Giwa-Tubosun dreamt up the idea around the time she gave birth to her first child.  There were complications and she suffered post-partum haemorrhage.  Happily, she emerged safe and sound from a birth suite in a modern American hospital.  Many women in Africa are not so fortunate.  Post-partum haemorrhage without emergency transfusion, can, and tragically often does mean death within 2 hours.   And in Lagos, where there was no proper record of the city’s blood stocks, and no co-ordination between bloodbanks, blood deliveries were getting caught up in traffic; and women were dying.  

Her idea was to create a live digital record of availability and hire an army of dedicated scooter-couriers to get the right type of blood to where it needed to be, on demand and fast.

Now, if you’ve read this far – about Africa and healthcare issues –  and assumed that LifeBank is an NGO, you’d be wrong.  It’s a highly profitable, for-profit company.

And in many ways, it’s a picture of African entrepreneurship in microcosm.   Businesses are springing up, bringing goods and services to burgeoning populations; from fast food to clothing to hair extensions.  Many African economies are growing less because of the value of their export commodities on global markets; rather through consumption:  ever greater numbers of people packed into urban environments, ever greater opportunities to sell them stuff.

LifeBank is one of countless businesses across the continent, run by women, who rely on their superior abilities to communicate, create networks and foster collaboration.  At the risk of gender stereotyping, it seems there are growth generating endeavours where women simply have the edge over men.  It’s ironic therefore, that tradition in many cultural settings around the world has women in the home – caring, cleaning and cooking.  

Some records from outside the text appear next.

//! The fact data model: `Fact`, `FactSpec`, `Cursor` and their supporting types.
//!
//! A fact is the unit the runtime exchanges with the remote log. Facts are
//! opaque to the runtime beyond their header fields; the payload is handled
//! entirely by a [`crate::codec::PayloadCodec`].

use std::collections::BTreeMap;
use std::fmt;

use serde::{Deserialize, Serialize};
use uuid::Uuid;

/// Stable identifier for a single fact.
///
/// Generated fresh by the [`crate::converter::FactConverter`] for every
/// candidate fact; never reused across publish retries, even when the
/// retried fact's content is unchanged.
#[derive(Clone, Copy, Debug, PartialEq, Eq, PartialOrd, Ord, Hash, Serialize, Deserialize)]
pub struct FactId(Uuid);

impl FactId {
    /// Generate a new, random fact id.
    #[must_use]
    pub fn new() -> Self {
        Self(Uuid::new_v4())
    }

    /// Wrap an existing uuid, e.g. one assigned by the remote log.
    #[must_use]
    pub const fn from_uuid(id: Uuid) -> Self {
        Self(id)
    }

    /// The underlying uuid.
    #[must_use]
    pub const fn as_uuid(&self) -> Uuid {
        self.0
    }
}

impl Default for FactId {
    fn default() -> Self {
        Self::new()
    }
}

impl fmt::Display for FactId {
    fn fmt(&self, f: &mut fmt::Formatter<'_>) -> fmt::Result {
        write!(f, "{}", self.0)
    }
}

/// Server-assigned ordering key. Absent until the fact has been durably
/// appended to the log.
#[derive(Clone, Copy, Debug, PartialEq, Eq, PartialOrd, Ord, Serialize, Deserialize)]
pub struct FactPosition(u64);

impl FactPosition {
    /// Construct a position from its raw serial number.
    #[must_use]
    pub const fn new(serial: u64) -> Self {
        Self(serial)
    }

    /// The raw serial number.
    #[must_use]
    pub const fn serial(&self) -> u64 {
        self.0
    }

    /// The position preceding the first ever appended fact.
    #[must_use]
    pub const fn beginning() -> Self {
        Self(0)
    }
}

/// A range of acceptable schema versions for a [`FactSpec`] match.
#[derive(Clone, Copy, Debug, PartialEq, Eq, Serialize, Deserialize)]
pub enum VersionRange {
    /// Matches exactly one schema version.
    Exact(u32),
    /// Matches the given version or any later one.
    AtLeast(u32),
}

impl VersionRange {
    /// Whether `version` satisfies this range.
    #[must_use]
    pub const fn matches(&self, version: u32) -> bool {
        match self {
            Self::Exact(v) => version == *v,
            Self::AtLeast(v) => version >= *v,
        }
    }
}

/// A filter describing which facts a projection or subscription is
/// interested in.
#[derive(Clone, Debug, PartialEq, Eq, Serialize, Deserialize)]
pub struct FactSpec {
    /// Logical namespace the fact belongs to.
    pub namespace: String,
    /// Fact type name within the namespace.
    pub r#type: String,
    /// Acceptable schema version range.
    pub version: VersionRange,
    /// Optional aggregate-id predicate; `None` matches any aggregate.
    pub aggregate_id: Option<String>,
    /// Header key/value pairs that must all be present and equal on a
    /// matching fact.
    pub meta_match: BTreeMap<String, String>,
}

impl FactSpec {
    /// Build a spec matching an exact `(namespace, type, version)` triple
    /// with no further predicates.
    #[must_use]
    pub fn exact(namespace: impl Into<String>, r#type: impl Into<String>, version: u32) -> Self {
        Self {
            namespace: namespace.into(),
            r#type: r#type.into(),
            version: VersionRange::Exact(version),
            aggregate_id: None,
            meta_match: BTreeMap::new(),
        }
    }

    /// Whether `fact` satisfies this spec.
    #[must_use]
    pub fn matches(&self, fact: &Fact) -> bool {
        if self.namespace != fact.namespace || self.r#type != fact.r#type {
            return false;
        }
        if !self.version.matches(fact.version) {
            return false;
        }
        if let Some(expected) = &self.aggregate_id
            && fact.headers.get("aggregateId") != Some(expected)
        {
            return false;
        }
        self.meta_match
            .iter()
            .all(|(k, v)| fact.headers.get(k) == Some(v))
    }
}

/// A single immutable unit on the log.
#[derive(Clone, Debug, Serialize, Deserialize)]
pub struct Fact {
    /// Stable identifier, assigned by the converter.
    pub id: FactId,
    /// Logical namespace.
    pub namespace: String,
    /// Fact type name.
    pub r#type: String,
    /// Schema version of the payload.
    pub version: u32,
    /// Header key/value pairs (ordered for deterministic serialization).
    pub headers: BTreeMap<String, String>,
    /// Encoded payload bytes; format is owned by the configured codec.
    pub payload: Vec<u8>,
    /// Server-assigned ordering key; `None` before durable append.
    pub position: Option<FactPosition>,
}

impl Fact {
    /// Build a new, not-yet-appended fact.
    #[must_use]
    pub fn new(
        namespace: impl Into<String>,
        r#type: impl Into<String>,
        version: u32,
        payload: Vec<u8>,
    ) -> Self {
        Self {
            id: FactId::new(),
            namespace: namespace.into(),
            r#type: r#type.into(),
            version,
            headers: BTreeMap::new(),
            payload,
            position: None,
        }
    }

    /// Attach a header, returning `self` for chaining.
    #[must_use]
    pub fn with_header(mut self, key: impl Into<String>, value: impl Into<String>) -> Self {
        self.headers.insert(key.into(), value.into());
        self
    }
}

/// A marker of "how far" a consumer has progressed through a fact stream.
///
/// Orderable on the underlying [`FactPosition`], not on [`FactId`] (ids
/// carry no intrinsic order).
#[derive(Clone, Copy, Debug, PartialEq, Eq, Serialize, Deserialize)]
pub struct Cursor {
    fact_id: Option<FactId>,
    position: FactPosition,
}

impl Cursor {
    /// The cursor preceding any fact.
    #[must_use]
    pub const fn beginning() -> Self {
        Self {
            fact_id: None,
            position: FactPosition::beginning(),
        }
    }

    /// Construct a cursor pointing just past `fact`.
    ///
    /// Returns `None` if `fact.position` is `None` (the fact has not been
    /// appended yet and therefore has no ordering key to derive a cursor
    /// from).
    #[must_use]
    pub fn after(fact: &Fact) -> Option<Self> {
        Some(Self {
            fact_id: Some(fact.id),
            position: fact.position?,
        })
    }

    /// Reconstruct a cursor from its raw parts, for backends that persist
    /// `(fact_id, position)` and need to rebuild a `Cursor` on read-back
    /// rather than deriving one from a freshly appended [`Fact`].
    #[must_use]
    pub const fn from_parts(fact_id: Option<FactId>, position: FactPosition) -> Self {
        Self { fact_id, position }
    }

    /// The fact id this cursor points past, if any.
    #[must_use]
    pub const fn fact_id(&self) -> Option<FactId> {
        self.fact_id
    }

    /// The underlying ordering key.
    #[must_use]
    pub const fn position(&self) -> FactPosition {
        self.position
    }
}

impl PartialOrd for Cursor {
    fn partial_cmp(&self, other: &Self) -> Option<std::cmp::Ordering> {
        Some(self.cmp(other))
    }
}

impl Ord for Cursor {
    fn cmp(&self, other: &Self) -> std::cmp::Ordering {
        self.position.cmp(&other.position)
    }
}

As New Zealand economist Marilyn Waring points out, domestic work does not, according to accepted definitions,  form part of a country’s GDP figures.  And yet, in terms of time input, it’s invariably the biggest sector in any economy.  In the African context, where it’s the entrepreneurial energy of female networks that is becoming an ever more important driver of economic growth, female domestic work is looking more and more like an inefficient allocation of human capital.  

Africa illustrates these issues starkly.  As female entrepreneurship enriches lives and communities all around the world, domestic servitude isn’t just a question of dignity – it’s an opportunity cost.